Maps of transit time estimates (given by time-to-peak of bolus passage normalized to bolus arrival time), overlaid on a single frame of the bolus tracking time series in the subject of Figure 1 at baseline (a) and during activation (b). Note the dramatic drop in transit time at stimulation (b), relative to baseline (a). The corresponding histograms of intravascular voxel-wise transit times at rest (c) and during activation (d).
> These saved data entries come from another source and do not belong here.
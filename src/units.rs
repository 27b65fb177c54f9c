// SPDX-License-Identifier: AGPL-3.0-or-later
// Copyright (C) 2026 Vallés Puig, Ramon

//! Unit enumerations and the canonical-factor contract.
//!
//! Each unit encodes a multiplicative factor relative to its category's
//! **canonical unit** — kilometres for distance, seconds for time.  All
//! conversions route through the canonical unit, so adding a unit means
//! adding one enum member and one factor.
//!
//! # Distance units
//!
//! | Symbol | Unit | km per unit |
//! |--------|------|-------------|
//! | `m` | metre | 0.001 |
//! | `km` | kilometre | 1 |
//! | `mi` | statute mile | 1.60934 |
//!
//! # Time units
//!
//! | Symbol | Unit | s per unit |
//! |--------|------|------------|
//! | `ms` | millisecond | 0.001 |
//! | `s` | second | 1 |
//! | `min` | minute | 60 |
//! | `h` | hour | 3600 |
//!
//! The unit sets are closed: a valid `DistanceUnit` or `TimeUnit` value is
//! always convertible.  Unit strings arriving from untyped input are
//! validated by the `FromStr` implementations, which reject anything
//! outside the tables above with [`PaceError::InvalidUnit`].

use crate::error::PaceError;
use std::fmt;
use std::str::FromStr;

#[cfg(feature = "serde")]
use serde::{Deserialize, Deserializer, Serialize, Serializer};

// ═══════════════════════════════════════════════════════════════════════════
// UnitCategory
// ═══════════════════════════════════════════════════════════════════════════

/// The two unit categories understood by this crate.
#[derive(Debug, Copy, Clone, PartialEq, Eq, Hash)]
pub enum UnitCategory {
    Distance,
    Time,
}

impl UnitCategory {
    /// Human-readable category name.
    pub const fn as_str(self) -> &'static str {
        match self {
            Self::Distance => "distance",
            Self::Time => "time",
        }
    }

    /// Comma-separated list of the symbols this category accepts.
    pub const fn symbols(self) -> &'static str {
        match self {
            Self::Distance => "m, km, mi",
            Self::Time => "ms, s, min, h",
        }
    }
}

impl fmt::Display for UnitCategory {
    fn fmt(&self, f: &mut fmt::Formatter<'_>) -> fmt::Result {
        f.write_str(self.as_str())
    }
}

// ═══════════════════════════════════════════════════════════════════════════
// Unit trait
// ═══════════════════════════════════════════════════════════════════════════

/// Contract shared by both unit enumerations.
///
/// A **unit** defines:
///
/// 1. The category it belongs to.
/// 2. A multiplicative factor relative to the category's canonical unit.
/// 3. The symbol accepted and produced at string boundaries.
///
/// Conversions route through the canonical unit:
///
/// ```text
/// value[from] → canonical → value[to]
/// ```
///
/// so `convert(v, from, to) = v * from.factor() / to.factor()`.
pub trait Unit:
    Copy + Clone + fmt::Debug + fmt::Display + PartialEq + Eq + FromStr<Err = PaceError> + 'static
{
    /// Category this unit set belongs to.
    const CATEGORY: UnitCategory;

    /// The unit through which all conversions are routed.
    const CANONICAL: Self;

    /// Canonical units per one of `self` (e.g. km per mile).
    fn factor(self) -> f64;

    /// Symbol used at string boundaries.
    fn symbol(self) -> &'static str;

    /// Express `value` (in `self`) in canonical units.
    #[inline]
    fn to_canonical(self, value: f64) -> f64 {
        value * self.factor()
    }

    /// Express `value` (in canonical units) in `self`.
    #[inline]
    fn from_canonical(self, value: f64) -> f64 {
        value / self.factor()
    }
}

// ═══════════════════════════════════════════════════════════════════════════
// DistanceUnit
// ═══════════════════════════════════════════════════════════════════════════

/// Kilometres in one metre.
const KM_PER_METER: f64 = 0.001;

/// Kilometres in one statute mile.
const KM_PER_MILE: f64 = 1.60934;

/// Distance units: metre, kilometre, statute mile.
///
/// The canonical distance unit is the kilometre.
#[derive(Debug, Copy, Clone, PartialEq, Eq, Hash)]
pub enum DistanceUnit {
    Meter,
    Kilometer,
    Mile,
}

impl DistanceUnit {
    /// Every member of the distance unit set.
    pub const ALL: [Self; 3] = [Self::Meter, Self::Kilometer, Self::Mile];
}

impl Unit for DistanceUnit {
    const CATEGORY: UnitCategory = UnitCategory::Distance;
    const CANONICAL: Self = Self::Kilometer;

    #[inline]
    fn factor(self) -> f64 {
        match self {
            Self::Meter => KM_PER_METER,
            Self::Kilometer => 1.0,
            Self::Mile => KM_PER_MILE,
        }
    }

    #[inline]
    fn symbol(self) -> &'static str {
        match self {
            Self::Meter => "m",
            Self::Kilometer => "km",
            Self::Mile => "mi",
        }
    }
}

impl fmt::Display for DistanceUnit {
    fn fmt(&self, f: &mut fmt::Formatter<'_>) -> fmt::Result {
        f.write_str(self.symbol())
    }
}

impl FromStr for DistanceUnit {
    type Err = PaceError;

    fn from_str(s: &str) -> Result<Self, Self::Err> {
        match s {
            "m" => Ok(Self::Meter),
            "km" => Ok(Self::Kilometer),
            "mi" => Ok(Self::Mile),
            other => Err(PaceError::InvalidUnit {
                category: UnitCategory::Distance,
                value: other.to_owned(),
            }),
        }
    }
}

// ═══════════════════════════════════════════════════════════════════════════
// TimeUnit
// ═══════════════════════════════════════════════════════════════════════════

/// Seconds in one millisecond.
const S_PER_MS: f64 = 0.001;

/// Seconds in one minute.
const S_PER_MINUTE: f64 = 60.0;

/// Seconds in one hour.
const S_PER_HOUR: f64 = 3_600.0;

/// Time units: millisecond, second, minute, hour.
///
/// The canonical time unit is the second.
#[derive(Debug, Copy, Clone, PartialEq, Eq, Hash)]
pub enum TimeUnit {
    Millisecond,
    Second,
    Minute,
    Hour,
}

impl TimeUnit {
    /// Every member of the time unit set.
    pub const ALL: [Self; 4] = [Self::Millisecond, Self::Second, Self::Minute, Self::Hour];
}

impl Unit for TimeUnit {
    const CATEGORY: UnitCategory = UnitCategory::Time;
    const CANONICAL: Self = Self::Second;

    #[inline]
    fn factor(self) -> f64 {
        match self {
            Self::Millisecond => S_PER_MS,
            Self::Second => 1.0,
            Self::Minute => S_PER_MINUTE,
            Self::Hour => S_PER_HOUR,
        }
    }

    #[inline]
    fn symbol(self) -> &'static str {
        match self {
            Self::Millisecond => "ms",
            Self::Second => "s",
            Self::Minute => "min",
            Self::Hour => "h",
        }
    }
}

impl fmt::Display for TimeUnit {
    fn fmt(&self, f: &mut fmt::Formatter<'_>) -> fmt::Result {
        f.write_str(self.symbol())
    }
}

impl FromStr for TimeUnit {
    type Err = PaceError;

    fn from_str(s: &str) -> Result<Self, Self::Err> {
        match s {
            "ms" => Ok(Self::Millisecond),
            "s" => Ok(Self::Second),
            "min" => Ok(Self::Minute),
            "h" => Ok(Self::Hour),
            other => Err(PaceError::InvalidUnit {
                category: UnitCategory::Time,
                value: other.to_owned(),
            }),
        }
    }
}

// ═══════════════════════════════════════════════════════════════════════════
// Serde — units travel as their symbol strings
// ═══════════════════════════════════════════════════════════════════════════

#[cfg(feature = "serde")]
impl Serialize for DistanceUnit {
    fn serialize<S>(&self, serializer: S) -> Result<S::Ok, S::Error>
    where
        S: Serializer,
    {
        serializer.serialize_str(self.symbol())
    }
}

#[cfg(feature = "serde")]
impl<'de> Deserialize<'de> for DistanceUnit {
    fn deserialize<D>(deserializer: D) -> Result<Self, D::Error>
    where
        D: Deserializer<'de>,
    {
        let s = String::deserialize(deserializer)?;
        s.parse().map_err(serde::de::Error::custom)
    }
}

#[cfg(feature = "serde")]
impl Serialize for TimeUnit {
    fn serialize<S>(&self, serializer: S) -> Result<S::Ok, S::Error>
    where
        S: Serializer,
    {
        serializer.serialize_str(self.symbol())
    }
}

#[cfg(feature = "serde")]
impl<'de> Deserialize<'de> for TimeUnit {
    fn deserialize<D>(deserializer: D) -> Result<Self, D::Error>
    where
        D: Deserializer<'de>,
    {
        let s = String::deserialize(deserializer)?;
        s.parse().map_err(serde::de::Error::custom)
    }
}

// ═══════════════════════════════════════════════════════════════════════════
// Tests
// ═══════════════════════════════════════════════════════════════════════════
The mean across-voxel transit time for this subject dropped from 1.34 ± 0.04 s at rest to 0.78 ± 0.02 s during activation.

Figure 4

Results of semi-automatic segmentation of vessels strictly included in the imaged stack (i.e., those found to both originate and terminate within the imaged volume) overlaid on the maximum intensity projection image (along axial direction) in a sample subject.

Figure 5

The vessel-wise blood volume change as a function of a point estimate of the resting vessel diameter (a) or vessel blood volume (b) (N=120 vessels; with 14-35 vessels/subject). The small vessels (green) are defined as having a resting diameter below 10μm; and medium vessels (red), a resting diameter above 10μm. Histograms of stimulation-induced volume changes of small vessels (N=87), (c) and medium vessels (N=33), (d). The mean CBV increase was 10.9 ± 1.2 % in small vessels and 6.4 ± 1.0 % in the medium caliber vessels. Data-driven clustering of the ΔCBV vs. resting CBV data produces an effective border between small and medium vessel clusters at about 2×10⁵ μm³ (dashed line shown in (b)), resulting in very similar average small vs. medium vessel ΔCBV estimates (see text).

Figure 6

The histogram of RBC speed during baseline (a) and during activation (b) across all capillaries. Sample 1.5-s segments of line scans during rest and activation in a capillary (showing average v_RBC increase of 17.0 ± 3.9 % upon activation) are shown in (c). The average stimulation-induced change in the RBC speed as a function of average baseline RBC speed in the responding vessels (d). The mean activation-induced change in RBC speed across all imaged capillaries (N=25) was 12.3 ± 7.2 % (p<10^-3). The average change observed in the responding capillaries (N=16) was 16.3 ± 10.1 %, with 12 capillaries showing increases (33.0 ± 7.7 %) and 4 capillaries exhibiting RBC speed decreases (-33.8 ± 16.8 %) during forepaw stimulation.

Figure 7

The histogram of normalized fluorescent RBC flux during baseline (a) and during activation (b). The stimulation-induced change in the average FRBC flux as a function of average baseline fluorescent RBC flux (c). The mean activation-induced change in FRBC flux was 19.5 ± 6.2 % (p<10^-6).